Re: linux-next: manual merge of the akpm-current tree with the kvms390 tree

From: David Hildenbrand
Date: Thu Feb 27 2020 - 04:20:42 EST


> Yes. Changes to mm/gup.c really should normally go through linux-mm and
> Andrew's tree, if at all possible. This would have been caught, and figured out
> on linux-mm, had that been done--instead of leaving the linux-next maintainer
> trying to guess at how to resolve the conflict.
>
> +Cc David Hildenbrand, who I see looked at the kvms390 proposed patch a bit.
> Maybe he has some opinions, especially about my questions below.

I'll leave figuring out the details to Christian/Claudio (-EBUSY) :)

>
> The fix-up below may (or may not) need some changes:
>
>
> diff --cc mm/gup.c
> index 354bcfbd844b,f589299b0d4a..000000000000
> --- a/mm/gup.c
> +++ b/mm/gup.c
> @@@ -269,18 -470,11 +468,19 @@@ retry
> goto retry;
> }
>
> + /* try_grab_page() does nothing unless FOLL_GET or FOLL_PIN is set. */
> + if (unlikely(!try_grab_page(page, flags))) {
> + page = ERR_PTR(-ENOMEM);
> + goto out;
> + }
> + if (flags & FOLL_GET) {
>
>
> If I'm reading the diff correctly, I believe that line should *maybe* be changed to:
>
> if (flags & (FOLL_GET | FOLL_PIN)) {
>
> ...because each of those flags has a similar effect: pinned pages for DMA or RDMA
> use. So either flag will require a call to arch_make_page_accessible()...except that
> I'm not sure that's what you want. Would the absence of a call to
> arch_make_page_accessible() cause things like pin_user_pages() to not work correctly?
> Seems like it would, to me.

Yes, it's required. From the commit message "enable paging, file backing
etc, it is also necessary to protect the host against a malicious user
space. For example a bad QEMU could simply start direct I/O on such
protected memory.". So we really want to convert the page from
unencrypted/inaccessible to encrypted/accessible at this point (iow,
make it definitely accessible, and make sure it stays accessible).

>
> (I'm pretty unhappy that we have to ask this at the linux-next level.)
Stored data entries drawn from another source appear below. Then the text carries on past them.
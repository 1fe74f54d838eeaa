// Copyright 2026 Google LLC
//
// Licensed under the Apache License, Version 2.0 <LICENSE-APACHE or
// https://www.apache.org/licenses/LICENSE-2.0> or the MIT license
// <LICENSE-MIT or https://opensource.org/licenses/MIT>, at your
// option. This file may not be copied, modified, or distributed
// except according to those terms.

//! Results of sampling runs.

use crate::stop::StopReason;
use std::fmt;

/// A non-fatal observation made during a run.
///
/// Each advisory is also logged at the warn level when the `log` feature is
/// enabled, and is reported at most once per run.
#[derive(Clone, Copy, Debug, PartialEq, Eq)]
pub enum Advisory {
    /// No stopping condition was given, and the inputs may be infinite.
    UnknownFiniteness,
    /// The aggregation queue was full at least once: the fold function is
    /// slower than the sampling workers.
    QueueFull,
    /// The aggregating thread didn't respond within the liveness timeout.
    AggregatorSlow,
}

impl fmt::Display for Advisory {
    fn fmt(&self, f: &mut fmt::Formatter<'_>) -> fmt::Result {
        match self {
            Advisory::UnknownFiniteness => f.write_str(
                "Could not determine whether the inputs are finite, the run may never stop",
            ),
            Advisory::QueueFull => f.write_str("The fold function cannot keep up with the samplers"),
            Advisory::AggregatorSlow => {
                f.write_str("The folding thread is taking longer than the liveness timeout")
            }
        }
    }
}

/// Samples collected by [`SampleUntil::sample()`](crate::SampleUntil::sample)
/// or [`SampleUntil::sample_inputs()`](crate::SampleUntil::sample_inputs).
#[derive(Debug)]
pub struct Sampled<T> {
    /// All the samples. Samples of the same worker are in production order,
    /// and workers are concatenated in index order.
    pub samples: Vec<T>,
    /// Why each worker stopped, indexed by worker.
    pub stop_reasons: Vec<StopReason>,
    /// Advisories raised during the run.
    pub advisories: Vec<Advisory>,
}

/// Accumulator folded by [`SampleUntil::fold()`](crate::SampleUntil::fold) or
/// [`SampleUntil::fold_inputs()`](crate::SampleUntil::fold_inputs).
#[derive(Debug)]
pub struct Folded<A> {
    /// The final accumulator.
    pub acc: A,
    /// Number of samples folded into the accumulator.
    pub count: usize,
    /// Why each sampling worker stopped, indexed by worker.
    pub stop_reasons: Vec<StopReason>,
    /// Advisories raised during the run.
    pub advisories: Vec<Advisory>,
}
Yeah, I *think* this fell through the cracks (on linux-mm, but also in
Andrew's inbox) because the series has a big fat "KVM: s390:" as prefix.
Christian decided to pull it in to give it some churn yesterday (I think
he originally wanted to have this patch and the other KVM protvirt
patches in 5.7 [2] ... but not sure what will happen due to this conflict).

At least now this patch has attention ... although it would have been
better if linux-next admins wouldn't have to mess with this :)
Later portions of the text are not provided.